//! Quarry MCP Server
//!
//! Model Context Protocol server exposing Quarry's dataset tools to an
//! LLM orchestration layer (Claude Desktop, Cline, etc.).
//!
//! Provides 6 MCP tools:
//! - `quarry_search_datasets` - Keyword/license/date search
//! - `quarry_fetch_doi` - Fetch one DOI from DataCite and normalize it
//! - `quarry_fetch_metadata` - Detailed metadata for a dataset id
//! - `quarry_evaluate_dataset` - Four-check compatibility evaluation
//! - `quarry_generate_citation` - Citation rendering (APA/CSL)
//! - `quarry_log_decision` - Accept/reject audit record
//!
//! This crate is the error-conversion boundary: tool handlers never let a
//! raw provider or engine failure escape. An upstream search failure
//! becomes an empty result set; an unknown dataset id becomes an
//! `{error}` payload.
//!
//! # Example
//!
//! ```no_run
//! use quarry_mcp::{McpServer, ToolContext};
//!
//! let context = ToolContext::from_env();
//! let mut server = McpServer::new(context).unwrap();
//! server.run().unwrap();
//! ```

#![warn(missing_docs)]

mod context;
mod error;
mod protocol;
mod server;
pub mod tools;

pub use context::ToolContext;
pub use error::ToolError;
pub use server::McpServer;
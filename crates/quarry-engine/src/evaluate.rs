//! Compatibility evaluation - four checks and a banded score
//!
//! Each check answers "does this dataset satisfy this constraint, or is
//! the constraint inapplicable?". A missing dataset attribute makes the
//! corresponding check pass rather than fail, matching the search
//! filter's treatment of absence. The overall score is the fraction of
//! passing checks, so it is always one of {0, 0.25, 0.5, 0.75, 1.0}.

use quarry_domain::{dates, Dataset, DatasetRequirements, EvaluationResult};
use tracing::debug;

use crate::{Catalog, EngineError};

/// Evaluate one dataset against user requirements
pub fn evaluate(dataset: &Dataset, requirements: &DatasetRequirements) -> EvaluationResult {
    let metadata_complete = dataset
        .metadata
        .authors
        .as_ref()
        .is_some_and(|authors| !authors.is_empty())
        && !dataset.metadata.publication_date.is_empty();

    let license_compatible = license_compatible(dataset, requirements);
    let format_compatible = format_compatible(dataset, requirements);
    let timeliness = timeliness(dataset, requirements);

    let passed = [
        metadata_complete,
        license_compatible,
        format_compatible,
        timeliness,
    ]
    .iter()
    .filter(|&&b| b)
    .count();
    let overall_score = passed as f64 / 4.0;

    debug!(
        dataset = %dataset.id,
        score = overall_score,
        "evaluation complete"
    );

    EvaluationResult {
        id: format!("eval-{}", dataset.id),
        dataset_id: dataset.id.clone(),
        metadata_complete,
        license_compatible,
        format_compatible,
        timeliness,
        overall_score,
        notes: notes_for_score(overall_score),
        evaluated_at: dates::now_iso(),
    }
}

/// Resolve a dataset id in the catalog and evaluate it
///
/// # Errors
///
/// [`EngineError::DatasetNotFound`] when the id is not in the catalog.
/// Never returns a partial or zeroed evaluation for an unknown id.
pub fn evaluate_by_id(
    catalog: &Catalog,
    dataset_id: &str,
    requirements: &DatasetRequirements,
) -> Result<EvaluationResult, EngineError> {
    let dataset = catalog
        .get(dataset_id)
        .ok_or_else(|| EngineError::DatasetNotFound(dataset_id.to_string()))?;
    Ok(evaluate(dataset, requirements))
}

/// True when no license constraints are given, the dataset carries no
/// license, or any constraint is a case-insensitive substring of it.
fn license_compatible(dataset: &Dataset, requirements: &DatasetRequirements) -> bool {
    let constraints = match requirements.license_constraints.as_deref() {
        None | Some([]) => return true,
        Some(constraints) => constraints,
    };
    let Some(license) = dataset.metadata.license.as_deref() else {
        return true;
    };
    let license = license.to_lowercase();
    constraints
        .iter()
        .any(|c| license.contains(&c.to_lowercase()))
}

/// True when no format constraints are given, the dataset has no format
/// list, or any constraint exactly matches an entry in it.
fn format_compatible(dataset: &Dataset, requirements: &DatasetRequirements) -> bool {
    let constraints = match requirements.format_constraints.as_deref() {
        None | Some([]) => return true,
        Some(constraints) => constraints,
    };
    let Some(formats) = dataset.metadata.format.as_deref() else {
        return true;
    };
    constraints.iter().any(|c| formats.contains(c))
}

/// True when no date range is given or the publication date falls on or
/// after the range start. The end date is deliberately not enforced here;
/// see the search filter for the two-sided variant.
fn timeliness(dataset: &Dataset, requirements: &DatasetRequirements) -> bool {
    let start = requirements
        .date_range
        .as_ref()
        .and_then(|range| range.start_date.as_deref());
    let Some(start) = start else {
        return true;
    };
    match (
        dates::parse_iso_date(&dataset.metadata.publication_date),
        dates::parse_iso_date(start),
    ) {
        (Some(published), Some(start)) => published >= start,
        _ => false,
    }
}

/// Deterministic notes banded by score
fn notes_for_score(score: f64) -> String {
    let band = if score >= 0.8 {
        "Highly recommended for your research."
    } else if score >= 0.6 {
        "Good match with some limitations."
    } else {
        "May not fully meet your requirements."
    };
    format!(
        "Dataset evaluation completed. Score: {}%. {}",
        (score * 100.0).round() as u32,
        band
    )
}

*Task requirements:*
The full data, repeated exactly, is the only acceptable output.

*Your solution:*
//! Quarry MCP Server
//!
//! Model Context Protocol server exposing Quarry's dataset tools to an
//! LLM orchestration layer (Claude Desktop, Cline, etc.).
//!
//! Provides 6 MCP tools:
//! - `quarry_search_datasets` - Keyword/license/date search
//! - `quarry_fetch_doi` - Fetch one DOI from DataCite and normalize it
//! - `quarry_fetch_metadata` - Detailed metadata for a dataset id
//! - `quarry_evaluate_dataset` - Four-check compatibility evaluation
//! - `quarry_generate_citation` - Citation rendering (APA/CSL)
//! - `quarry_log_decision` - Accept/reject audit record
//!
//! This crate is the error-conversion boundary: tool handlers never let a
//! raw provider or engine failure escape. An upstream search failure
//! becomes an empty result set; an unknown dataset id becomes an
//! `{error}` payload.
//!
//! # Example
//!
//! ```no_run
//! use quarry_mcp::{McpServer, ToolContext};
//!
//! let context = ToolContext::from_env();
//! let mut server = McpServer::new(context).unwrap();
//! server.run().unwrap();
//! ```

#![warn(missing_docs)]

mod context;
mod error;
mod protocol;
mod server;
pub mod tools;

pub use context::ToolContext;
pub use error::ToolError;
pub use server::McpServer;
filename crates/quarry-engine/src/evaluate.rs
//! Compatibility evaluation - four checks and a banded score
//!
//! Each check answers "does this dataset satisfy this constraint, or is
//! the constraint inapplicable?". A missing dataset attribute makes the
//! corresponding check pass rather than fail, matching the search
//! filter's treatment of absence. The overall score is the fraction of
//! passing checks, so it is always one of {0, 0.25, 0.5, 0.75, 1.0}.

use quarry_domain::{dates, Dataset, DatasetRequirements, EvaluationResult};
use tracing::debug;

use crate::{Catalog, EngineError};

/// Evaluate one dataset against user requirements
pub fn evaluate(dataset: &Dataset, requirements: &DatasetRequirements) -> EvaluationResult {
    let metadata_complete = dataset
        .metadata
        .authors
        .as_ref()
        .is_some_and(|authors| !authors.is_empty())
        && !dataset.metadata.publication_date.is_empty();

    let license_compatible = license_compatible(dataset, requirements);
    let format_compatible = format_compatible(dataset, requirements);
    let timeliness = timeliness(dataset, requirements);

    let passed = [
        metadata_complete,
        license_compatible,
        format_compatible,
        timeliness,
    ]
    .iter()
    .filter(|&&b| b)
    .count();
    let overall_score = passed as f64 / 4.0;

    debug!(
        dataset = %dataset.id,
        score = overall_score,
        "evaluation complete"
    );

    EvaluationResult {
        id: format!("eval-{}", dataset.id),
        dataset_id: dataset.id.clone(),
        metadata_complete,
        license_compatible,
        format_compatible,
        timeliness,
        overall_score,
        notes: notes_for_score(overall_score),
        evaluated_at: dates::now_iso(),
    }
}

/// Resolve a dataset id in the catalog and evaluate it
///
/// # Errors
///
/// [`EngineError::DatasetNotFound`] when the id is not in the catalog.
/// Never returns a partial or zeroed evaluation for an unknown id.
pub fn evaluate_by_id(
    catalog: &Catalog,
    dataset_id: &str,
    requirements: &DatasetRequirements,
) -> Result<EvaluationResult, EngineError> {
    let dataset = catalog
        .get(dataset_id)
        .ok_or_else(|| EngineError::DatasetNotFound(dataset_id.to_string()))?;
    Ok(evaluate(dataset, requirements))
}

/// True when no license constraints are given, the dataset carries no
/// license, or any constraint is a case-insensitive substring of it.
fn license_compatible(dataset: &Dataset, requirements: &DatasetRequirements) -> bool {
    let constraints = match requirements.license_constraints.as_deref() {
        None | Some([]) => return true,
        Some(constraints) => constraints,
    };
    let Some(license) = dataset.metadata.license.as_deref() else {
        return true;
    };
    let license = license.to_lowercase();
    constraints
        .iter()
        .any(|c| license.contains(&c.to_lowercase()))
}

/// True when no format constraints are given, the dataset has no format
/// list, or any constraint exactly matches an entry in it.
fn format_compatible(dataset: &Dataset, requirements: &DatasetRequirements) -> bool {
    let constraints = match requirements.format_constraints.as_deref() {
        None | Some([]) => return true,
        Some(constraints) => constraints,
    };
    let Some(formats) = dataset.metadata.format.as_deref() else {
        return true;
    };
    constraints.iter().any(|c| formats.contains(c))
}

/// True when no date range is given or the publication date falls on or
/// after the range start. The end date is deliberately not enforced here;
/// see the search filter for the two-sided variant.
fn timeliness(dataset: &Dataset, requirements: &DatasetRequirements) -> bool {
    let start = requirements
        .date_range
        .as_ref()
        .and_then(|range| range.start_date.as_deref());
    let Some(start) = start else {
        return true;
    };
    match (
        dates::parse_iso_date(&dataset.metadata.publication_date),
        dates::parse_iso_date(start),
    ) {
        (Some(published), Some(start)) => published >= start,
        _ => false,
    }
}

/// Deterministic notes banded by score
fn notes_for_score(score: f64) -> String {
    let band = if score >= 0.8 {
        "Highly recommended for your research."
    } else if score >= 0.6 {
        "Good match with some limitations."
    } else {
        "May not fully meet your requirements."
    };
    format!(
        "Dataset evaluation completed. Score: {}%. {}",
        (score * 100.0).round() as u32,
        band
    )
}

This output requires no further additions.